Anne Bernet, en el número del 19 de julio de France Catholique, nos propone una penetrante lectura del dogma de la Inmaculada Concepción, proclamado ahora hace 170 años: «Cuando fue elegido papa en 1846, el arzobispo Mastai Ferretti era considerado un liberal favorable a la unidad de Italia. Pero el prelado, que eligió el nombre de Pío IX, no podía renunciar a los Estados Pontificios ni legitimar la insurrección de los partidarios de la unidad contra Austria, que gobernaba el norte del país. Esta “traición” provocó un sangriento levantamiento en noviembre de 1848, que le obligó a refugiarse en Gaeta, al sudeste de Roma. Durante este exilio, reflexionó sobre el fenómeno de la revolución, la revuelta contra Dios y su Ley por parte de sociedades antaño cristianas. Para el Papa ya no podía haber ningún compromiso entre el mundo de la Ilustración y la Iglesia si ésta quería permanecer fi el a su misión. No bastaba con denunciar al enemigo. Se necesitaba otro enfoque. Éste, en una dimensión providencialista, será espiritual.
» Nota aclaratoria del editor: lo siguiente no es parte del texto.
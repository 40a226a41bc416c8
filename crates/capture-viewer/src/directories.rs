use std::{fs::create_dir_all, path::PathBuf};

use crate::failure::Failure;

/// Path to the config directory, created if missing.
pub fn config_dir() -> PathBuf {
    let dir = dirs::config_dir()
        .report_and_panic("The config directory could not be retrieved")
        .join("Capture Viewer");

    create_dir_all(&dir).report("Could not create the config directory");

    dir
}

/// The default directory captures are saved to, `Captures` under the pictures directory.
pub fn default_capture_dir() -> PathBuf {
    dirs::picture_dir()
        .or_else(dirs::home_dir)
        .unwrap_or_else(|| PathBuf::from("."))
        .join("Captures")
}
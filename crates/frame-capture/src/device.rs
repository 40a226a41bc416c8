use core::time::Duration;

use ash::vk;

use crate::{CaptureError, CommandSequence, StagingDescriptor, StagingResource};

/// The device operations a capture needs.
///
/// Implemented by [`Vulkan`](crate::Vulkan). Every call is made from the thread driving the render
/// loop, between submitting a frame and presenting it.
pub trait CaptureDevice {
    /// The format properties of `format` on the physical device.
    unsafe fn format_properties(&self, format: vk::Format) -> vk::FormatProperties;

    /// Creates a host visible, host coherent staging resource bound to fresh memory.
    ///
    /// Exhausted memory is reported as [`CaptureError::ResourceAllocation`], anything created
    /// before the failure is destroyed.
    unsafe fn allocate_staging(
        &self,
        descriptor: &StagingDescriptor,
    ) -> Result<StagingResource, CaptureError>;

    /// Records the sequence into a one-time command buffer, submits it to a graphics capable queue
    /// and waits for it to complete for at most `timeout`.
    unsafe fn execute(
        &self,
        sequence: &CommandSequence,
        timeout: Duration,
    ) -> Result<(), CaptureError>;

    /// Maps the whole of the staging memory, returning a pointer to its first byte.
    unsafe fn map_staging(&self, staging: &StagingResource) -> Result<*const u8, CaptureError>;

    /// Unmaps memory previously mapped by [`CaptureDevice::map_staging`].
    unsafe fn unmap_staging(&self, staging: &StagingResource);

    /// Destroys the staging resource and frees its memory.
    unsafe fn destroy_staging(&self, staging: StagingResource);

    /// Host side query of an event's status, `true` when signaled.
    unsafe fn event_signaled(&self, event: vk::Event) -> Result<bool, CaptureError>;
}
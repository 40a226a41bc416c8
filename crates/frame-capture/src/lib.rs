//! # Frame Capture
//! Reads the presented colour image or the active depth buffer of a Vulkan renderer back into host
//! memory without disturbing the render loop.
//!
//! A capture is serviced inline between submitting a frame and presenting it:
//! 1. The source format is checked for blit conversion support ([`CaptureFormat`]).
//! 1. A host visible staging resource is allocated ([`StagingResource`]).
//! 1. The barriers and the transfer are planned as data ([`BarrierPlan`], [`TransferCommand`])
//!    and recorded into a one-time command buffer ([`CommandSequence`]).
//! 1. The submission is waited on with a bounded timeout.
//! 1. The staging memory is mapped into a typed view ([`PixelData`]) and handed to a
//!    [`PixelSink`].
//!

#![warn(missing_docs)]

extern crate alloc;

pub use barrier::{BarrierPhase, BarrierPlan, ResourceState, Transition, TransitionResource};
pub use capture::{CaptureReport, CaptureSettings, FrameCapture, FrameSource, SourceImage};
pub use device::CaptureDevice;
pub use error::{AllocationError, CaptureError, VkError};
pub use format::{CANONICAL_COLOR_FORMAT, CaptureFormat, ConversionMode, TexelKind};
pub use readback::{
    DepthStatistics, FarPlane, MappedStaging, PixelBuffer2D, PixelData, PixelSink,
};
pub use request::{CaptureRequestState, CaptureRequests, CaptureTarget};
pub use staging::{StagingDescriptor, StagingKind, StagingResource};
pub use submit::{CommandSequence, DEFAULT_SUBMISSION_TIMEOUT};
pub use sync::FrameSync;
pub use transfer::TransferCommand;
pub use vulkan::{Vulkan, VulkanCreationError};

mod barrier;
mod capture;
mod device;
mod error;
mod format;
mod readback;
mod request;
mod staging;
mod submit;
mod sync;
mod transfer;
mod vulkan;
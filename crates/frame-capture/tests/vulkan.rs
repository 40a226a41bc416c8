//! Captures against a real device. Returns early when Vulkan is not available.
//!

use core::{slice, time::Duration};
use std::path::{Path, PathBuf};

use ash::vk;
use frame_capture::{
    CaptureDevice, CaptureError, CaptureSettings, FrameCapture, FrameSource, FrameSync, PixelData,
    PixelSink, ResourceState, SourceImage, Vulkan, VulkanCreationError,
};

const EXTENT: vk::Extent2D = vk::Extent2D {
    width: 97,
    height: 61,
};

fn try_vulkan() -> Option<Vulkan> {
    match unsafe { Vulkan::new(true, None) } {
        Ok(vulkan) => Some(vulkan),
        Err(VulkanCreationError::NoLoader(e)) => {
            eprintln!("Skipping, no Vulkan loader: {e}");
            None
        }
        Err(VulkanCreationError::UnsupportedDevice) => {
            eprintln!("Skipping, no Vulkan device");
            None
        }
        Err(e) => panic!("Could not create the Vulkan context: {e}"),
    }
}

struct TestImage {
    image: vk::Image,
    memory: vk::DeviceMemory,
}

impl TestImage {
    unsafe fn new(vulkan: &Vulkan, format: vk::Format, usage: vk::ImageUsageFlags) -> Self {
        let create_info = vk::ImageCreateInfo::default()
            .image_type(vk::ImageType::TYPE_2D)
            .format(format)
            .extent(EXTENT.into())
            .mip_levels(1)
            .array_layers(1)
            .samples(vk::SampleCountFlags::TYPE_1)
            .tiling(vk::ImageTiling::OPTIMAL)
            .usage(usage | vk::ImageUsageFlags::TRANSFER_SRC | vk::ImageUsageFlags::TRANSFER_DST)
            .sharing_mode(vk::SharingMode::EXCLUSIVE)
            .initial_layout(vk::ImageLayout::UNDEFINED);

        let image = unsafe { vulkan.device().create_image(&create_info, None) }.unwrap();
        let requirements = unsafe { vulkan.device().get_image_memory_requirements(image) };

        let memory_type_index = vulkan
            .find_memory_type_index(
                requirements.memory_type_bits,
                vk::MemoryPropertyFlags::DEVICE_LOCAL,
            )
            .unwrap();

        let allocate_info = vk::MemoryAllocateInfo::default()
            .allocation_size(requirements.size)
            .memory_type_index(memory_type_index);

        let memory = unsafe { vulkan.device().allocate_memory(&allocate_info, None) }.unwrap();
        unsafe { vulkan.device().bind_image_memory(image, memory, 0) }.unwrap();

        Self { image, memory }
    }

    unsafe fn destroy(self, vulkan: &Vulkan) {
        unsafe {
            vulkan.device().destroy_image(self.image, None);
            vulkan.device().free_memory(self.memory, None);
        }
    }
}

/// Records `f` into a one-time command buffer and waits for it.
unsafe fn onetime_command<F: FnOnce(&ash::Device, vk::CommandBuffer)>(vulkan: &Vulkan, f: F) {
    let device = vulkan.device();

    unsafe {
        let pool_info = vk::CommandPoolCreateInfo::default()
            .flags(vk::CommandPoolCreateFlags::TRANSIENT)
            .queue_family_index(vulkan.queue_family_index());
        let pool = device.create_command_pool(&pool_info, None).unwrap();

        let allocate_info = vk::CommandBufferAllocateInfo::default()
            .command_pool(pool)
            .level(vk::CommandBufferLevel::PRIMARY)
            .command_buffer_count(1);
        let command_buffer = device.allocate_command_buffers(&allocate_info).unwrap()[0];

        let begin_info =
            vk::CommandBufferBeginInfo::default().flags(vk::CommandBufferUsageFlags::ONE_TIME_SUBMIT);
        device.begin_command_buffer(command_buffer, &begin_info).unwrap();
        f(device, command_buffer);
        device.end_command_buffer(command_buffer).unwrap();

        let fence = device
            .create_fence(&vk::FenceCreateInfo::default(), None)
            .unwrap();
        let submit = vk::SubmitInfo::default().command_buffers(slice::from_ref(&command_buffer));
        device
            .queue_submit(*vulkan.queue().lock(), slice::from_ref(&submit), fence)
            .unwrap();
        device
            .wait_for_fences(slice::from_ref(&fence), true, u64::MAX)
            .unwrap();

        device.destroy_fence(fence, None);
        device.destroy_command_pool(pool, None);
    }
}

/// Records a barrier moving a whole image from `before` to `after`.
unsafe fn cmd_transition(
    device: &ash::Device,
    command_buffer: vk::CommandBuffer,
    image: vk::Image,
    aspect: vk::ImageAspectFlags,
    before: ResourceState,
    after: ResourceState,
) {
    let barrier = vk::ImageMemoryBarrier::default()
        .src_access_mask(before.access)
        .dst_access_mask(after.access)
        .old_layout(before.layout)
        .new_layout(after.layout)
        .src_queue_family_index(vk::QUEUE_FAMILY_IGNORED)
        .dst_queue_family_index(vk::QUEUE_FAMILY_IGNORED)
        .image(image)
        .subresource_range(
            vk::ImageSubresourceRange::default()
                .aspect_mask(aspect)
                .level_count(1)
                .layer_count(1),
        );

    unsafe {
        device.cmd_pipeline_barrier(
            command_buffer,
            before.stage,
            after.stage,
            vk::DependencyFlags::empty(),
            &[],
            &[],
            slice::from_ref(&barrier),
        );
    }
}

#[derive(Default)]
struct CopySink {
    color: Vec<[u8; 4]>,
    depth: Vec<f32>,
}

impl PixelSink for CopySink {
    type Error = CaptureError;

    fn write(&mut self, pixels: &PixelData<'_>, _path: &Path) -> Result<(), Self::Error> {
        match pixels {
            PixelData::Color8x4(pixels) => self.color = pixels.to_vec(),
            PixelData::Depth32Float(pixels) => self.depth = pixels.to_vec(),
            _ => return Err(CaptureError::UnsupportedFormat(pixels.format().target)),
        }

        Ok(())
    }
}

#[test]
fn capture_offscreen_colour() {
    let Some(vulkan) = try_vulkan() else {
        return;
    };

    let format = vk::Format::R8G8B8A8_UNORM;
    let image = unsafe { TestImage::new(&vulkan, format, vk::ImageUsageFlags::COLOR_ATTACHMENT) };
    let frame_sync = unsafe { FrameSync::new(vulkan.device()) }.unwrap();

    // "Render" a frame: clear, leave it as a colour attachment and signal the frame event.
    unsafe {
        onetime_command(&vulkan, |device, command_buffer| {
            cmd_transition(
                device,
                command_buffer,
                image.image,
                vk::ImageAspectFlags::COLOR,
                ResourceState::UNINITIALISED,
                ResourceState::TRANSFER_DESTINATION,
            );

            let clear = vk::ClearColorValue {
                float32: [0.25, 0.5, 0.75, 1.0],
            };
            let range = vk::ImageSubresourceRange::default()
                .aspect_mask(vk::ImageAspectFlags::COLOR)
                .level_count(1)
                .layer_count(1);
            device.cmd_clear_color_image(
                command_buffer,
                image.image,
                vk::ImageLayout::TRANSFER_DST_OPTIMAL,
                &clear,
                slice::from_ref(&range),
            );

            cmd_transition(
                device,
                command_buffer,
                image.image,
                vk::ImageAspectFlags::COLOR,
                ResourceState::TRANSFER_DESTINATION,
                ResourceState::COLOR_ATTACHMENT,
            );

            frame_sync.cmd_signal(command_buffer);
        });
    }

    let frame = FrameSource {
        extent: EXTENT,
        color: SourceImage::new(image.image, format, ResourceState::COLOR_ATTACHMENT),
        depth: None,
        frame_event: Some(frame_sync.event()),
    };

    let mut sink = CopySink::default();
    let capture = FrameCapture::default();
    let report = unsafe {
        capture.capture_color(&vulkan, &frame, PathBuf::from("colour.png"), &mut sink)
    }
    .unwrap();

    assert_eq!(report.format.target, vk::Format::R8G8B8A8_UNORM);
    assert_eq!(sink.color.len(), (EXTENT.width * EXTENT.height) as usize);

    for pixel in &sink.color {
        for (channel, expected) in pixel.iter().zip([64_u8, 128, 191, 255]) {
            assert!(channel.abs_diff(expected) <= 1, "{pixel:?}");
        }
    }

    // The capture reset the event.
    assert!(!unsafe { vulkan.event_signaled(frame_sync.event()) }.unwrap());

    unsafe { vulkan.device_wait_idle() };
    drop(frame_sync);
    unsafe { image.destroy(&vulkan) };
}

#[test]
fn capture_offscreen_depth() {
    let Some(vulkan) = try_vulkan() else {
        return;
    };

    let format = vk::Format::D32_SFLOAT;
    let properties = unsafe { vulkan.format_properties(format) };
    if !properties
        .optimal_tiling_features
        .contains(vk::FormatFeatureFlags::DEPTH_STENCIL_ATTACHMENT)
    {
        eprintln!("Skipping, D32_SFLOAT is not a supported attachment format");
        return;
    }

    let image = unsafe {
        TestImage::new(&vulkan, format, vk::ImageUsageFlags::DEPTH_STENCIL_ATTACHMENT)
    };

    unsafe {
        onetime_command(&vulkan, |device, command_buffer| {
            cmd_transition(
                device,
                command_buffer,
                image.image,
                vk::ImageAspectFlags::DEPTH,
                ResourceState::UNINITIALISED,
                ResourceState::TRANSFER_DESTINATION,
            );

            let clear = vk::ClearDepthStencilValue {
                depth: 1.0,
                stencil: 0,
            };
            let range = vk::ImageSubresourceRange::default()
                .aspect_mask(vk::ImageAspectFlags::DEPTH)
                .level_count(1)
                .layer_count(1);
            device.cmd_clear_depth_stencil_image(
                command_buffer,
                image.image,
                vk::ImageLayout::TRANSFER_DST_OPTIMAL,
                &clear,
                slice::from_ref(&range),
            );

            cmd_transition(
                device,
                command_buffer,
                image.image,
                vk::ImageAspectFlags::DEPTH,
                ResourceState::TRANSFER_DESTINATION,
                ResourceState::DEPTH_ATTACHMENT,
            );
        });
    }

    let color = unsafe {
        TestImage::new(
            &vulkan,
            vk::Format::R8G8B8A8_UNORM,
            vk::ImageUsageFlags::COLOR_ATTACHMENT,
        )
    };

    let frame = FrameSource {
        extent: EXTENT,
        color: SourceImage::new(
            color.image,
            vk::Format::R8G8B8A8_UNORM,
            ResourceState::COLOR_ATTACHMENT,
        ),
        depth: Some(SourceImage::depth_attachment(image.image, format)),
        frame_event: None,
    };

    let mut sink = CopySink::default();
    let capture = FrameCapture::default();
    let report = unsafe {
        capture.capture_depth(&vulkan, &frame, PathBuf::from("depth.png"), &mut sink)
    }
    .unwrap();

    let statistics = report.depth_statistics.unwrap();
    assert_eq!(statistics.far_plane, u64::from(EXTENT.width * EXTENT.height));
    assert_eq!(statistics.finite, 0);
    assert!(sink.depth.iter().all(|&depth| depth == 1.0));

    // A short timeout is still long enough for a small capture.
    let quick = FrameCapture::new(CaptureSettings {
        submission_timeout: Duration::from_secs(5),
        ..Default::default()
    });
    assert!(
        unsafe { quick.capture_depth(&vulkan, &frame, PathBuf::from("depth.png"), &mut sink) }
            .is_ok()
    );

    unsafe { vulkan.device_wait_idle() };
    unsafe { color.destroy(&vulkan) };
    unsafe { image.destroy(&vulkan) };
}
En 1849, Pío IX, en el exilio, contemplaba el tormentoso Mediterráneo. El cardenal Lambruschini, antiguo Secretario de Estado, refugiado también en Gaeta, le dijo: “Santísimo Padre, no podríais sanar mejor al mundo que proclamando el dogma de la Concepción Inmaculada. Sólo esta definición dogmática puede restablecer el sentido de la verdad cristiana y alejar las mentes de los caminos del naturalismo en los que se han extraviado”.
La afirmación –que la Iglesia ha creído siempre, incluso antes de promulgar el dogma– de que María, en virtud de los méritos futuros de su Hijo, fue preservada del pecado original desde el momento de su concepción, no parece tener a primera vista ningún significado político. Pero encierra dos verdades esenciales de la fe: la realidad del pecado original, por una parte, y, por otra, la necesidad de un Redentor capaz de reconciliar al hombre con su Creador y salvarlo de la perdición. A esto se añade el versículo 15 del tercer capítulo del Génesis, llamado el «Protoevangelio», donde Dios, dirigiéndose a la serpiente –es decir, al Diablo–, dice: “Pongo enemistad entre ti y la mujer, entre tu descendencia y la suya; ella te herirá en la cabeza, y tú le herirás en el talón”.
Pues, ¿quién es Lucifer sino el primer revolucionario, el que se niega eternamente a servir al Rey e intenta ocupar su lugar? ¿Y quién es María sino la que, en su humildad, se llama a sí misma la sierva del Señor cuando el Arcángel le promete que dará a luz al Increado, al Todopoderoso, revelándole que es “la nueva Eva” sobre quien el demonio no tiene poder alguno? María, “fuerte como un ejército preparado para la batalla”, como la describe el Apocalipsis, triunfará siempre sobre el demonio y sobre las herejías, locuras y mentiras que suscita. Esta certeza bastaría para justificar el recurso del Papa a la Virgen en esta batalla contra el espíritu revolucionario, avatar último de la estrategia demoníaca.
Pero ¿por qué este dogma y no el de la Asunción, que Pío IX también consideró? Porque se opone a la deconstrucción filosófica de la doctrina cristiana que comenzó con Descartes y continuó hasta Hegel y que encontró su culminación en la afirmación de Rousseau: “El hombre nace bueno, es la sociedad la que lo corrompe”, que niega el pecado original y, por tanto, la necesidad de la Redención. En efecto, si el hombre no ha pecado, no necesita ser redimido. La consecuencia última de este razonamiento fue la voluntad de destruir la Revelación cristiana para, según creían, liberar a la humanidad, ya mayor de edad y adulta, de un Dios que ya no necesitaba, capaz de volar por sí misma de progreso en progreso hacia la conquista de una felicidad natural y materialista… La Inmaculada Concepción nos recuerda, por el contrario, que la humanidad, desde el pecado de nuestros primeros padres, nace aquejada de una enfermedad genética mortal: ese pecado original del que sólo Cristo, por su Encarnación y su Pasión, la salva. En cuanto a María, habiendo escapado a la maldición hereditaria, puede destruir la herejía moderna como triunfó sobre las otras. Tal fue la profecía de san Luis María Grignion de Montfort, cuyo Tratado de la verdadera devoción acababa de ser encontrado entonces tras años de desaparición».